I’m sorry for the loss of your father-in-law. As you say, it was fortunate that his doctors recognized his Anxiety and gave him the medications he needed.

There’s been a lot of research about patients with terminal conditions and Anxiety and depression. Not so much about healthy older adults with the same conditions. But it seems like research is accelerating in this area, and I hope that it trickles down to the general practitioners who treat the majority of older adults.

@Nicholas, thanks for dropping by and commenting! And thanks for the compliments!

The stigma of mental illness is alive and well, but not so much alive and well as it used to be. People couldn’t get jobs or insurance, and were ostracized if they admitted they had a mental disorder, so you can understand why they didn’t seek the help they so desperately needed. It’s a little better now, but not much.

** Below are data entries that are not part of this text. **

//! Caret and selection.

use serde::{Deserialize, Serialize};
use std::fmt;

/// A line/column location in the document.
///
/// Both fields are 0-based and the column counts characters. Field order
/// makes the derived ordering document order.
#[derive(
    Debug, Clone, Copy, PartialEq, Eq, PartialOrd, Ord, Hash, Default, Serialize, Deserialize,
)]
pub struct Position {
    pub line: usize,
    pub column: usize,
}

impl Position {
    /// Start of the document.
    pub const ZERO: Position = Position { line: 0, column: 0 };

    pub fn new(line: usize, column: usize) -> Self {
        Self { line, column }
    }
}

impl fmt::Display for Position {
    fn fmt(&self, f: &mut fmt::Formatter<'_>) -> fmt::Result {
        // shown to users, so 1-based
        write!(f, "{}:{}", self.line + 1, self.column + 1)
    }
}

/// Caret plus the point a selection was started from.
///
/// The selection runs between `anchor` and `position` in whichever
/// direction the user dragged.
#[derive(Debug, Clone, Copy, PartialEq, Eq, Default)]
pub struct Cursor {
    pub position: Position,
    pub anchor: Option<Position>,
}

impl Cursor {
    pub fn new(position: Position) -> Self {
        Self {
            position,
            anchor: None,
        }
    }

    /// Puts the caret at `position` and drops the selection.
    pub fn move_to(&mut self, position: Position) {
        *self = Self::new(position);
    }

    /// Moves the caret while keeping (or starting) a selection.
    pub fn select_to(&mut self, position: Position) {
        self.anchor.get_or_insert(self.position);
        self.position = position;
    }

    /// An anchor sitting on the caret selects nothing.
    pub fn has_selection(&self) -> bool {
        self.anchor.is_some_and(|anchor| anchor != self.position)
    }

    /// Selected span as `(start, end)` in document order.
    pub fn selection_range(&self) -> Option<(Position, Position)> {
        let anchor = self.anchor.filter(|a| *a != self.position)?;
        Some((anchor.min(self.position), anchor.max(self.position)))
    }

    /// Selects everything up to `end`, the last position of the document.
    pub fn select_all(&mut self, end: Position) {
        self.anchor = Some(Position::ZERO);
        self.position = end;
    }
}

#[cfg(test)]
mod tests {
    use super::*;

    #[test]
    fn test_positions_compare_line_first() {
        assert!(Position::new(0, 40) < Position::new(1, 0));
        assert!(Position::new(3, 2) < Position::new(3, 7));
        assert_eq!(Position::new(2, 0).max(Position::new(1, 9)), Position::new(2, 0));
    }

    #[test]
    fn test_position_display_is_one_based() {
        assert_eq!(Position::ZERO.to_string(), "1:1");
        assert_eq!(Position::new(4, 9).to_string(), "5:10");
    }

    #[test]
    fn test_dragging_upwards_gives_ordered_range() {
        let mut cursor = Cursor::new(Position::new(2, 3));
        cursor.select_to(Position::new(1, 5));

        assert_eq!(
            cursor.selection_range(),
            Some((Position::new(1, 5), Position::new(2, 3)))
        );
    }

    #[test]
    fn test_extending_keeps_first_anchor() {
        let mut cursor = Cursor::new(Position::new(0, 1));
        cursor.select_to(Position::new(0, 4));
        cursor.select_to(Position::new(0, 6));
        assert_eq!(cursor.anchor, Some(Position::new(0, 1)));
    }

    #[test]
    fn test_anchor_on_caret_selects_nothing() {
        let mut cursor = Cursor::new(Position::new(0, 2));
        cursor.select_to(Position::new(0, 2));
        assert!(!cursor.has_selection());
        assert!(cursor.selection_range().is_none());

        cursor.select_to(Position::new(0, 3));
        cursor.move_to(Position::new(1, 0));
        assert!(cursor.anchor.is_none());
    }
}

Organizations like NAMI and Mental Health America are doing what they can to reduce the stigma of mental illness, but it’s going to take a campaign from the highest levels, i.e. government, to really be effective. Sadly, I don’t see that happening any time soon. Click the NAMI and Mental Health America badges in the right sidebar to learn more.

However, each and every one of us can do our part to reduce the stigma by communicating our displeasure when we see stereotypes in the media, educating our friends and family about how our culture perpetuates stigma through language and stereotypes, and by helping them get treatment when needed.